== Problem to work on ==
Write out, precisely and in full, each line of the material.

== Task inputs ==
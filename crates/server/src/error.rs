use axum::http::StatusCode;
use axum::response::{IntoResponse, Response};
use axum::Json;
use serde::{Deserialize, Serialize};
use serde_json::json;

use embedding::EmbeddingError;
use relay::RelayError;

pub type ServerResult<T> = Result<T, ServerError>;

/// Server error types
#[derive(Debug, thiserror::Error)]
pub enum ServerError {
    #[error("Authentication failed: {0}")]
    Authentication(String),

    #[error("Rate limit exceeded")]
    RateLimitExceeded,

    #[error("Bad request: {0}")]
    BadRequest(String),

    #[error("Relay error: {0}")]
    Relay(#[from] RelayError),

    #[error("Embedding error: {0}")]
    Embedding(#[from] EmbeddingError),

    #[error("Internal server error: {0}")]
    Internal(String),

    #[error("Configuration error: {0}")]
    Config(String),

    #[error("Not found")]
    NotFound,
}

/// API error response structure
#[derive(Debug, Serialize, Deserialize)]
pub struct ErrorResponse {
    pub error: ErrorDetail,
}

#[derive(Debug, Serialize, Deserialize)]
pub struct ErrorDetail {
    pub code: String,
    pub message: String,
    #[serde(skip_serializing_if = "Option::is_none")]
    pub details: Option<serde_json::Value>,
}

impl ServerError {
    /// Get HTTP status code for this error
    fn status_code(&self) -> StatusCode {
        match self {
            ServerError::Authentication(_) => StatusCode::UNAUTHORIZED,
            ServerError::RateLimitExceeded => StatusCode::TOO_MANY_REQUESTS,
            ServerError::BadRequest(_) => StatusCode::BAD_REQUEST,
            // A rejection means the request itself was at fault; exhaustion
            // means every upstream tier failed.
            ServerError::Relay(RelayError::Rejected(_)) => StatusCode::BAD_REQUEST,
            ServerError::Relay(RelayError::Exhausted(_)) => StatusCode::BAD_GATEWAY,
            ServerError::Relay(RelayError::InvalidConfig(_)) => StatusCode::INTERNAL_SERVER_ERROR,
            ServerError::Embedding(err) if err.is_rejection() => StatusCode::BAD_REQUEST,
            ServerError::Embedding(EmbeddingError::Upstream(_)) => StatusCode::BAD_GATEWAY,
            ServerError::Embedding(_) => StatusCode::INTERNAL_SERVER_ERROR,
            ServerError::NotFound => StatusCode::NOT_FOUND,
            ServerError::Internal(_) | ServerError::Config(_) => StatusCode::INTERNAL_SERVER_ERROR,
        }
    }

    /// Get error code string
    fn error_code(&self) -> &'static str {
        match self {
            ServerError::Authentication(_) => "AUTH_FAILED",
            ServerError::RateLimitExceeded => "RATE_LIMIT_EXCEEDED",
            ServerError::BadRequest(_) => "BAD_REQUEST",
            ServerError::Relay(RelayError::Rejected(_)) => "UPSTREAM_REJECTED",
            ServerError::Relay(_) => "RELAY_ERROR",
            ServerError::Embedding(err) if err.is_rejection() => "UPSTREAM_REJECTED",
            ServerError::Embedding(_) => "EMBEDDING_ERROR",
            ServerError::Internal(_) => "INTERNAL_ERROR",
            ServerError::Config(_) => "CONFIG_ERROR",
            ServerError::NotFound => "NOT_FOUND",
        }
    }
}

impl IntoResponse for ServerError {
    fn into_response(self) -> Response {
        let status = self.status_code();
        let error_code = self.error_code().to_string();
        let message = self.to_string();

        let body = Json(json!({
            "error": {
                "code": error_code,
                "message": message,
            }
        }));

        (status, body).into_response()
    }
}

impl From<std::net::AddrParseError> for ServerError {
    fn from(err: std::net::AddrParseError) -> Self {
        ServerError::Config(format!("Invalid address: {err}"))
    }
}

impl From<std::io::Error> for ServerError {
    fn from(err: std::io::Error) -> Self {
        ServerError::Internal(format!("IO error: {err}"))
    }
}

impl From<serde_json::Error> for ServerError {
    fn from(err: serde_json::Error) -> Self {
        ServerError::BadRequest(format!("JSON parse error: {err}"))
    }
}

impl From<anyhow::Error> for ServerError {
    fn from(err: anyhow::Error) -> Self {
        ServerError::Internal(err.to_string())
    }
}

== Task answer ==
filename crates/server/src/error.rs
use axum::http::StatusCode;
use axum::response::{IntoResponse, Response};
use axum::Json;
use serde::{Deserialize, Serialize};
use serde_json::json;

use embedding::EmbeddingError;
use relay::RelayError;

pub type ServerResult<T> = Result<T, ServerError>;

/// Server error types
#[derive(Debug, thiserror::Error)]
pub enum ServerError {
    #[error("Authentication failed: {0}")]
    Authentication(String),

    #[error("Rate limit exceeded")]
    RateLimitExceeded,

    #[error("Bad request: {0}")]
    BadRequest(String),

    #[error("Relay error: {0}")]
    Relay(#[from] RelayError),

    #[error("Embedding error: {0}")]
    Embedding(#[from] EmbeddingError),

    #[error("Internal server error: {0}")]
    Internal(String),

    #[error("Configuration error: {0}")]
    Config(String),

    #[error("Not found")]
    NotFound,
}

/// API error response structure
#[derive(Debug, Serialize, Deserialize)]
pub struct ErrorResponse {
    pub error: ErrorDetail,
}

#[derive(Debug, Serialize, Deserialize)]
pub struct ErrorDetail {
    pub code: String,
    pub message: String,
    #[serde(skip_serializing_if = "Option::is_none")]
    pub details: Option<serde_json::Value>,
}

impl ServerError {
    /// Get HTTP status code for this error
    fn status_code(&self) -> StatusCode {
        match self {
            ServerError::Authentication(_) => StatusCode::UNAUTHORIZED,
            ServerError::RateLimitExceeded => StatusCode::TOO_MANY_REQUESTS,
            ServerError::BadRequest(_) => StatusCode::BAD_REQUEST,
            // A rejection means the request itself was at fault; exhaustion
            // means every upstream tier failed.
            ServerError::Relay(RelayError::Rejected(_)) => StatusCode::BAD_REQUEST,
            ServerError::Relay(RelayError::Exhausted(_)) => StatusCode::BAD_GATEWAY,
            ServerError::Relay(RelayError::InvalidConfig(_)) => StatusCode::INTERNAL_SERVER_ERROR,
            ServerError::Embedding(err) if err.is_rejection() => StatusCode::BAD_REQUEST,
            ServerError::Embedding(EmbeddingError::Upstream(_)) => StatusCode::BAD_GATEWAY,
            ServerError::Embedding(_) => StatusCode::INTERNAL_SERVER_ERROR,
            ServerError::NotFound => StatusCode::NOT_FOUND,
            ServerError::Internal(_) | ServerError::Config(_) => StatusCode::INTERNAL_SERVER_ERROR,
        }
    }

    /// Get error code string
    fn error_code(&self) -> &'static str {
        match self {
            ServerError::Authentication(_) => "AUTH_FAILED",
            ServerError::RateLimitExceeded => "RATE_LIMIT_EXCEEDED",
            ServerError::BadRequest(_) => "BAD_REQUEST",
            ServerError::Relay(RelayError::Rejected(_)) => "UPSTREAM_REJECTED",
            ServerError::Relay(_) => "RELAY_ERROR",
            ServerError::Embedding(err) if err.is_rejection() => "UPSTREAM_REJECTED",
            ServerError::Embedding(_) => "EMBEDDING_ERROR",
            ServerError::Internal(_) => "INTERNAL_ERROR",
            ServerError::Config(_) => "CONFIG_ERROR",
            ServerError::NotFound => "NOT_FOUND",
        }
    }
}

impl IntoResponse for ServerError {
    fn into_response(self) -> Response {
        let status = self.status_code();
        let error_code = self.error_code().to_string();
        let message = self.to_string();

        let body = Json(json!({
            "error": {
                "code": error_code,
                "message": message,
            }
        }));

        (status, body).into_response()
    }
}

impl From<std::net::AddrParseError> for ServerError {
    fn from(err: std::net::AddrParseError) -> Self {
        ServerError::Config(format!("Invalid address: {err}"))
    }
}

impl From<std::io::Error> for ServerError {
    fn from(err: std::io::Error) -> Self {
        ServerError::Internal(format!("IO error: {err}"))
    }
}

impl From<serde_json::Error> for ServerError {
    fn from(err: serde_json::Error) -> Self {
        ServerError::BadRequest(format!("JSON parse error: {err}"))
    }
}

impl From<anyhow::Error> for ServerError {
    fn from(err: anyhow::Error) -> Self {
        ServerError::Internal(err.to_string())
    }
}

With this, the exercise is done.